Task instructions:
The lines of the records that include "Drive" should all be copied.

Records for processing:
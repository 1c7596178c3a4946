//! GUI request dispatch into the VFS layer.
//!
//! One handler instance serves every connection. Requests arrive as
//! decoded envelopes; parameters and results are JSON documents with
//! camelCase keys, and every result carries the `(exitCode, exitCause)`
//! pair so the GUI can branch on failure category without string
//! matching.

use std::path::{Path, PathBuf};
use std::sync::Mutex;

use bytes::Bytes;
use serde::{Deserialize, Serialize};
use tokio::sync::mpsc;
use tracing::{error, info, warn};

use cumulus_core::proto::{RequestNum, SignalNum};
use cumulus_core::{ExitCause, ExitCode, ExitInfo, PinState, VfsStatus, VirtualFileMode};
use cumulus_comm::RequestHandler;
use cumulus_vfs::{best_available_mode, OsProbe, StartReport, VfsHandle};

/// VFS start attempts before the sync is declared failed.
const VFS_START_MAX_ATTEMPTS: u32 = 3;

#[derive(Debug, Serialize, Deserialize)]
#[serde(rename_all = "camelCase")]
struct ExitInfoDto {
    exit_code: ExitCode,
    exit_cause: ExitCause,
}

impl ExitInfoDto {
    fn ok() -> Self {
        Self {
            exit_code: ExitCode::Ok,
            exit_cause: ExitCause::Unknown,
        }
    }
}

impl From<ExitInfo> for ExitInfoDto {
    fn from(info: ExitInfo) -> Self {
        Self {
            exit_code: info.code(),
            exit_cause: info.cause(),
        }
    }
}

#[derive(Debug, Serialize, Deserialize)]
#[serde(rename_all = "camelCase")]
struct SyncParams {
    sync_db_id: i32,
}

#[derive(Debug, Deserialize)]
#[serde(rename_all = "camelCase")]
struct SetSupportsVirtualFilesParams {
    sync_db_id: i32,
    value: bool,
}

#[derive(Debug, Deserialize)]
#[serde(rename_all = "camelCase")]
struct SetRootPinStateParams {
    sync_db_id: i32,
    pin_state: PinState,
}

#[derive(Debug, Deserialize)]
#[serde(rename_all = "camelCase")]
struct NodeParams {
    sync_db_id: i32,
    path: PathBuf,
}

#[derive(Debug, Deserialize)]
#[serde(rename_all = "camelCase")]
struct NodeSetPinStateParams {
    sync_db_id: i32,
    path: PathBuf,
    pin_state: PinState,
}

#[derive(Debug, Serialize)]
#[serde(rename_all = "camelCase")]
struct SyncStatusReply {
    #[serde(flatten)]
    exit: ExitInfoDto,
    is_running: bool,
    mode: VirtualFileMode,
    supports_virtual_files: bool,
}

#[derive(Debug, Serialize)]
#[serde(rename_all = "camelCase")]
struct IsRunningReply {
    is_running: bool,
}

#[derive(Debug, Serialize)]
#[serde(rename_all = "camelCase")]
struct PinStateReply {
    #[serde(flatten)]
    exit: ExitInfoDto,
    pin_state: PinState,
}

#[derive(Debug, Serialize)]
#[serde(rename_all = "camelCase")]
struct VfsStatusReply {
    #[serde(flatten)]
    exit: ExitInfoDto,
    #[serde(skip_serializing_if = "Option::is_none")]
    status: Option<VfsStatus>,
}

#[derive(Debug, Serialize)]
#[serde(rename_all = "camelCase")]
struct BestModeReply {
    mode: VirtualFileMode,
}

struct SyncState {
    vfs: VfsHandle,
    running: bool,
    supports_virtual_files: bool,
}

/// Server-side request dispatcher owning the sync folder's VFS.
pub struct DaemonDispatcher {
    sync_db_id: i32,
    state: Mutex<SyncState>,
    signal_tx: mpsc::UnboundedSender<(SignalNum, Bytes)>,
    quit_tx: mpsc::UnboundedSender<()>,
}

impl DaemonDispatcher {
    pub fn new(
        sync_db_id: i32,
        vfs: VfsHandle,
        signal_tx: mpsc::UnboundedSender<(SignalNum, Bytes)>,
        quit_tx: mpsc::UnboundedSender<()>,
    ) -> Self {
        Self {
            sync_db_id,
            state: Mutex::new(SyncState {
                vfs,
                running: false,
                supports_virtual_files: false,
            }),
            quit_tx,
            signal_tx,
        }
    }

    fn check_sync_id(&self, sync_db_id: i32) -> Result<(), ExitInfo> {
        if sync_db_id == self.sync_db_id {
            Ok(())
        } else {
            warn!(sync_db_id, "request for unknown sync");
            Err(ExitCode::InvalidSync.into())
        }
    }

    fn push_signal(&self, num: SignalNum) {
        let params = encode(&SyncParams {
            sync_db_id: self.sync_db_id,
        });
        let _ = self.signal_tx.send((num, params));
    }

    fn sync_start(&self, params: SyncParams) -> Bytes {
        if let Err(info) = self.check_sync_id(params.sync_db_id) {
            return exit_reply(Err(info));
        }
        let mut state = self.state.lock().unwrap();
        if state.running {
            return exit_reply(Ok(()));
        }

        // A transient provider failure (extension still loading, sync
        // root briefly busy) deserves a few tries before giving up.
        let mut attempt = 0;
        let result = loop {
            attempt += 1;
            let mut report = StartReport::default();
            match state.vfs.start(&mut report) {
                Ok(()) => break Ok(()),
                Err(info) if attempt < VFS_START_MAX_ATTEMPTS => {
                    warn!(attempt, %info, ?report, "vfs start failed, retrying");
                }
                Err(info) => {
                    error!(%info, ?report, "vfs start failed");
                    break Err(info);
                }
            }
        };

        if result.is_ok() {
            state.running = true;
            info!(sync_db_id = self.sync_db_id, "sync started");
            drop(state);
            self.push_signal(SignalNum::SyncUpdated);
        }
        exit_reply(result)
    }

    fn sync_stop(&self, params: SyncParams) -> Bytes {
        if let Err(info) = self.check_sync_id(params.sync_db_id) {
            return exit_reply(Err(info));
        }
        let mut state = self.state.lock().unwrap();
        if state.running {
            state.vfs.stop(false);
            state.running = false;
            info!(sync_db_id = self.sync_db_id, "sync stopped");
            drop(state);
            self.push_signal(SignalNum::SyncUpdated);
        }
        exit_reply(Ok(()))
    }

    fn sync_status(&self, params: SyncParams) -> Bytes {
        if let Err(info) = self.check_sync_id(params.sync_db_id) {
            return exit_reply(Err(info));
        }
        let state = self.state.lock().unwrap();
        encode(&SyncStatusReply {
            exit: ExitInfoDto::ok(),
            is_running: state.running,
            mode: state.vfs.mode(),
            supports_virtual_files: state.supports_virtual_files,
        })
    }

    fn sync_is_running(&self) -> Bytes {
        let state = self.state.lock().unwrap();
        encode(&IsRunningReply {
            is_running: state.running,
        })
    }

    fn set_supports_virtual_files(&self, params: SetSupportsVirtualFilesParams) -> Bytes {
        if let Err(info) = self.check_sync_id(params.sync_db_id) {
            return exit_reply(Err(info));
        }
        let mut state = self.state.lock().unwrap();
        state.supports_virtual_files = params.value;
        info!(value = params.value, "virtual file support updated");
        exit_reply(Ok(()))
    }

    fn set_root_pin_state(&self, params: SetRootPinStateParams) -> Bytes {
        if let Err(info) = self.check_sync_id(params.sync_db_id) {
            return exit_reply(Err(info));
        }
        let state = self.state.lock().unwrap();
        let result = state.vfs.provider().set_pin_state(Path::new(""), params.pin_state);
        exit_reply(result)
    }

    fn node_pin_state(&self, params: NodeParams) -> Bytes {
        if let Err(info) = self.check_sync_id(params.sync_db_id) {
            return encode(&PinStateReply {
                exit: info.into(),
                pin_state: PinState::Unknown,
            });
        }
        let state = self.state.lock().unwrap();
        let pin_state = state.vfs.provider().pin_state(&params.path);
        encode(&PinStateReply {
            exit: ExitInfoDto::ok(),
            pin_state,
        })
    }

    fn node_set_pin_state(&self, params: NodeSetPinStateParams) -> Bytes {
        if let Err(info) = self.check_sync_id(params.sync_db_id) {
            return exit_reply(Err(info));
        }
        let state = self.state.lock().unwrap();
        let result = state.vfs.provider().set_pin_state(&params.path, params.pin_state);
        exit_reply(result)
    }

    fn node_vfs_status(&self, params: NodeParams) -> Bytes {
        if let Err(info) = self.check_sync_id(params.sync_db_id) {
            return encode(&VfsStatusReply {
                exit: info.into(),
                status: None,
            });
        }
        let state = self.state.lock().unwrap();
        match state.vfs.provider().status(&params.path) {
            Ok(status) => encode(&VfsStatusReply {
                exit: ExitInfoDto::ok(),
                status: Some(status),
            }),
            Err(info) => encode(&VfsStatusReply {
                exit: info.into(),
                status: None,
            }),
        }
    }

    fn best_vfs_available_mode(&self) -> Bytes {
        let mode = best_available_mode(&OsProbe::current());
        encode(&BestModeReply { mode })
    }

    fn quit(&self) -> Bytes {
        info!("quit requested over comm");
        let _ = self.quit_tx.send(());
        exit_reply(Ok(()))
    }
}

impl RequestHandler for DaemonDispatcher {
    fn handle(&self, num: RequestNum, params: &[u8]) -> Bytes {
        match num {
            RequestNum::SyncStart => match decode(params) {
                Ok(p) => self.sync_start(p),
                Err(reply) => reply,
            },
            RequestNum::SyncStop => match decode(params) {
                Ok(p) => self.sync_stop(p),
                Err(reply) => reply,
            },
            RequestNum::SyncStatus => match decode(params) {
                Ok(p) => self.sync_status(p),
                Err(reply) => reply,
            },
            RequestNum::SyncIsRunning => self.sync_is_running(),
            RequestNum::SyncSetSupportsVirtualFiles => match decode(params) {
                Ok(p) => self.set_supports_virtual_files(p),
                Err(reply) => reply,
            },
            RequestNum::SyncSetRootPinState => match decode(params) {
                Ok(p) => self.set_root_pin_state(p),
                Err(reply) => reply,
            },
            RequestNum::NodePinState => match decode(params) {
                Ok(p) => self.node_pin_state(p),
                Err(reply) => reply,
            },
            RequestNum::NodeSetPinState => match decode(params) {
                Ok(p) => self.node_set_pin_state(p),
                Err(reply) => reply,
            },
            RequestNum::NodeVfsStatus => match decode(params) {
                Ok(p) => self.node_vfs_status(p),
                Err(reply) => reply,
            },
            RequestNum::UtilityBestVfsAvailableMode => self.best_vfs_available_mode(),
            RequestNum::UtilityCheckCommStatus => exit_reply(Ok(())),
            RequestNum::UtilityQuit => self.quit(),
        }
    }
}

fn decode<'a, T: Deserialize<'a>>(params: &'a [u8]) -> Result<T, Bytes> {
    serde_json::from_slice(params).map_err(|e| {
        warn!("malformed request parameters: {e}");
        exit_reply(Err(ExitInfo::logic(ExitCause::InvalidArgument)))
    })
}

fn exit_reply(result: Result<(), ExitInfo>) -> Bytes {
    let dto = match result {
        Ok(()) => ExitInfoDto::ok(),
        Err(info) => info.into(),
    };
    encode(&dto)
}

fn encode<T: Serialize>(value: &T) -> Bytes {
    match serde_json::to_vec(value) {
        Ok(buf) => Bytes::from(buf),
        Err(e) => {
            error!("reply serialization failed: {e}");
            Bytes::from_static(b"{}")
        }
    }
}
//! cumulusd: Cumulus Drive server daemon
//!
//! Usage:
//!   cumulusd [--config ~/.config/cumulus/cumulus.toml]
//!
//! Hosts the comm server the GUI connects to, owns the VFS provider for
//! the configured sync folder, and dispatches GUI requests into it.

mod daemon;
mod dispatch;

use anyhow::Result;
use clap::{Parser, ValueEnum};
use std::path::PathBuf;
use tracing::info;

#[derive(Parser, Debug)]
#[command(name = "cumulusd", version, about = "Cumulus Drive server daemon")]
struct Cli {
    /// Path to cumulus.toml configuration file
    #[arg(
        long,
        short = 'c',
        env = "CUMULUS_CONFIG",
        default_value = "~/.config/cumulus/cumulus.toml"
    )]
    config: PathBuf,

    /// Log level (trace, debug, info, warn, error)
    #[arg(long, env = "CUMULUS_LOG", default_value = "info")]
    log: String,

    /// Log format (json, text)
    #[arg(long, env = "CUMULUS_LOG_FORMAT", default_value = "text")]
    log_format: LogFormat,
}

#[derive(Clone, Debug, ValueEnum)]
enum LogFormat {
    Json,
    Text,
}

#[tokio::main]
async fn main() -> Result<()> {
    let cli = Cli::parse();

    init_logging(&cli.log, &cli.log_format);

    info!(
        version = env!("CARGO_PKG_VERSION"),
        config = %cli.config.display(),
        "cumulusd starting"
    );

    let config = load_config(&cli.config).await?;

    daemon::run(config).await
}

async fn load_config(path: &PathBuf) -> Result<cumulus_core::config::CumulusConfig> {
    if path.exists() {
        let content = tokio::fs::read_to_string(path)
            .await
            .map_err(|e| anyhow::anyhow!("reading config {}: {e}", path.display()))?;
        toml::from_str(&content)
            .map_err(|e| anyhow::anyhow!("parsing config {}: {e}", path.display()))
    } else {
        tracing::warn!(
            "config file not found: {}  (using defaults)",
            path.display()
        );
        Ok(cumulus_core::config::CumulusConfig::default())
    }
}

fn init_logging(level: &str, format: &LogFormat) {
    use tracing_subscriber::{fmt, layer::SubscriberExt, util::SubscriberInitExt, EnvFilter};

    let filter = EnvFilter::try_from_default_env().unwrap_or_else(|_| EnvFilter::new(level));

    match format {
        LogFormat::Json => {
            tracing_subscriber::registry()
                .with(filter)
                .with(fmt::layer().json())
                .init();
        }
        LogFormat::Text => {
            tracing_subscriber::registry()
                .with(filter)
                .with(fmt::layer())
                .init();
        }
    }
}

Solution for this problem:
//! cumulusd: Cumulus Drive server daemon
#[command(name = "cumulusd", version, about = "Cumulus Drive server daemon")]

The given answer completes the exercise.